Dataset entries:
*** Begin section ***

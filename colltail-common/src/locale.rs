//! Locale identifiers with keywords
//!
//! A `Locale` is a base tag (`language[_Script][_REGION][_variant]`) plus an
//! ordered set of keyword/value pairs, written in the `@key=value;key=value`
//! form (`zh_Hant@collation=stroke`). Values are immutable: every
//! modifying operation returns a new `Locale`.
//!
//! The root locale has an empty base tag and is displayed as `root`.

use crate::{Error, Result};
use serde::{Deserialize, Serialize};
use std::collections::BTreeMap;
use std::fmt;
use std::str::FromStr;

/// Keyword selecting the collation type (`@collation=pinyin`)
pub const COLLATION_KEYWORD: &str = "collation";

/// Display/parse name of the root locale
const ROOT_NAME: &str = "root";

/// Locale identifier: base tag plus keywords
#[derive(Debug, Clone, PartialEq, Eq, Hash, PartialOrd, Ord, Default, Serialize, Deserialize)]
#[serde(try_from = "String", into = "String")]
pub struct Locale {
    base: String,
    keywords: BTreeMap<String, String>,
}

impl Locale {
    /// The root locale (empty base, no keywords)
    pub fn root() -> Self {
        Self::default()
    }

    /// Build a locale from a base tag with no keywords.
    ///
    /// `-` separators are normalized to `_`; `root` maps to the root locale.
    pub fn new(base: &str) -> Result<Self> {
        let base = normalize_base(base)?;
        Ok(Self {
            base,
            keywords: BTreeMap::new(),
        })
    }

    /// Base tag without keywords (empty for root)
    pub fn base_name(&self) -> &str {
        &self.base
    }

    /// This locale with all keywords removed
    pub fn base_locale(&self) -> Locale {
        Locale {
            base: self.base.clone(),
            keywords: BTreeMap::new(),
        }
    }

    pub fn is_root(&self) -> bool {
        self.base.is_empty()
    }

    /// Value of a keyword, if set
    pub fn keyword(&self, key: &str) -> Option<&str> {
        self.keywords.get(&key.to_ascii_lowercase()).map(String::as_str)
    }

    /// All keywords in key order
    pub fn keywords(&self) -> impl Iterator<Item = (&str, &str)> {
        self.keywords.iter().map(|(k, v)| (k.as_str(), v.as_str()))
    }

    /// Returns a copy of this locale with `key` set to `value`.
    ///
    /// An empty value removes the keyword.
    pub fn with_keyword(&self, key: &str, value: &str) -> Locale {
        let mut next = self.clone();
        let key = key.to_ascii_lowercase();
        if value.is_empty() {
            next.keywords.remove(&key);
        } else {
            next.keywords.insert(key, value.to_string());
        }
        next
    }

    /// Returns a copy of this locale without `key`
    pub fn without_keyword(&self, key: &str) -> Locale {
        self.with_keyword(key, "")
    }

    /// Parent in the truncation chain (`zh_Hant_TW` → `zh_Hant` → `zh` → root).
    ///
    /// Keywords are dropped. Root has no parent.
    pub fn parent(&self) -> Option<Locale> {
        if self.is_root() {
            return None;
        }
        let base = match self.base.rfind('_') {
            Some(idx) => self.base[..idx].to_string(),
            None => String::new(),
        };
        Some(Locale {
            base,
            keywords: BTreeMap::new(),
        })
    }

    /// Base locales from this one up to and including root
    pub fn fallback_chain(&self) -> Vec<Locale> {
        let mut chain = vec![self.base_locale()];
        let mut current = self.base_locale();
        while let Some(parent) = current.parent() {
            chain.push(parent.clone());
            current = parent;
        }
        chain
    }
}

fn normalize_base(base: &str) -> Result<String> {
    let base = base.trim();
    if base.is_empty() || base.eq_ignore_ascii_case(ROOT_NAME) {
        return Ok(String::new());
    }
    let normalized = base.replace('-', "_");
    if normalized.starts_with('_')
        || normalized.ends_with('_')
        || normalized.contains("__")
        || !normalized.chars().all(|c| c.is_ascii_alphanumeric() || c == '_')
    {
        return Err(Error::Parse(format!("invalid locale base tag: {:?}", base)));
    }
    Ok(normalized)
}

impl FromStr for Locale {
    type Err = Error;

    fn from_str(s: &str) -> Result<Self> {
        let (base, keyword_part) = match s.split_once('@') {
            Some((base, rest)) => (base, Some(rest)),
            None => (s, None),
        };

        let mut locale = Locale::new(base)?;

        if let Some(rest) = keyword_part {
            for pair in rest.split(';').filter(|p| !p.trim().is_empty()) {
                let (key, value) = pair.split_once('=').ok_or_else(|| {
                    Error::Parse(format!("keyword without value in locale {:?}: {:?}", s, pair))
                })?;
                let key = key.trim();
                if key.is_empty() || !key.chars().all(|c| c.is_ascii_alphanumeric()) {
                    return Err(Error::Parse(format!("invalid keyword name in locale {:?}", s)));
                }
                locale = locale.with_keyword(key, value.trim());
            }
        }

        Ok(locale)
    }
}

impl fmt::Display for Locale {
    fn fmt(&self, f: &mut fmt::Formatter<'_>) -> fmt::Result {
        if self.is_root() {
            f.write_str(ROOT_NAME)?;
        } else {
            f.write_str(&self.base)?;
        }
        let mut sep = '@';
        for (key, value) in &self.keywords {
            write!(f, "{}{}={}", sep, key, value)?;
            sep = ';';
        }
        Ok(())
    }
}

impl TryFrom<String> for Locale {
    type Error = Error;

    fn try_from(value: String) -> Result<Self> {
        value.parse()
    }
}

impl From<Locale> for String {
    fn from(locale: Locale) -> Self {
        locale.to_string()
    }
}

#[cfg(test)]
mod tests {
    use super::*;

    #[test]
    fn test_parse_base_and_keywords() {
        let locale: Locale = "zh_Hant@collation=stroke;numbers=latn".parse().unwrap();
        assert_eq!(locale.base_name(), "zh_Hant");
        assert_eq!(locale.keyword("collation"), Some("stroke"));
        assert_eq!(locale.keyword("Numbers"), Some("latn"));
        assert_eq!(locale.to_string(), "zh_Hant@collation=stroke;numbers=latn");
    }

    #[test]
    fn test_root_forms() {
        assert!(Locale::root().is_root());
        assert_eq!("root".parse::<Locale>().unwrap(), Locale::root());
        assert_eq!("".parse::<Locale>().unwrap(), Locale::root());
        assert_eq!(Locale::root().to_string(), "root");
    }

    #[test]
    fn test_hyphen_normalized() {
        let locale: Locale = "de-AT".parse().unwrap();
        assert_eq!(locale.base_name(), "de_AT");
    }

    #[test]
    fn test_invalid_locales_rejected() {
        assert!("zh__TW".parse::<Locale>().is_err());
        assert!("_zh".parse::<Locale>().is_err());
        assert!("zh@collation".parse::<Locale>().is_err());
        assert!("zh TW".parse::<Locale>().is_err());
    }

    #[test]
    fn test_with_keyword_returns_new_value() {
        let base = Locale::new("sv").unwrap();
        let tagged = base.with_keyword("collation", "search");

        assert_eq!(base.keyword("collation"), None);
        assert_eq!(tagged.keyword("collation"), Some("search"));
        assert_eq!(tagged.without_keyword("collation"), base);
    }

    #[test]
    fn test_parent_chain() {
        let locale: Locale = "zh_Hant_TW@collation=stroke".parse().unwrap();
        let chain: Vec<String> = locale.fallback_chain().iter().map(|l| l.to_string()).collect();
        assert_eq!(chain, vec!["zh_Hant_TW", "zh_Hant", "zh", "root"]);
        assert_eq!(Locale::root().parent(), None);
    }

    #[test]
    fn test_keywords_affect_equality() {
        let plain = Locale::new("zh").unwrap();
        let tagged = plain.with_keyword("collation", "pinyin");
        assert_ne!(plain, tagged);
        assert_eq!(tagged.base_locale(), plain);
    }
}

*** End section ***

Which lines above include "const"? Show each of them by copying it.

pub const COLLATION_KEYWORD: &str = "collation";
const ROOT_NAME: &str = "root";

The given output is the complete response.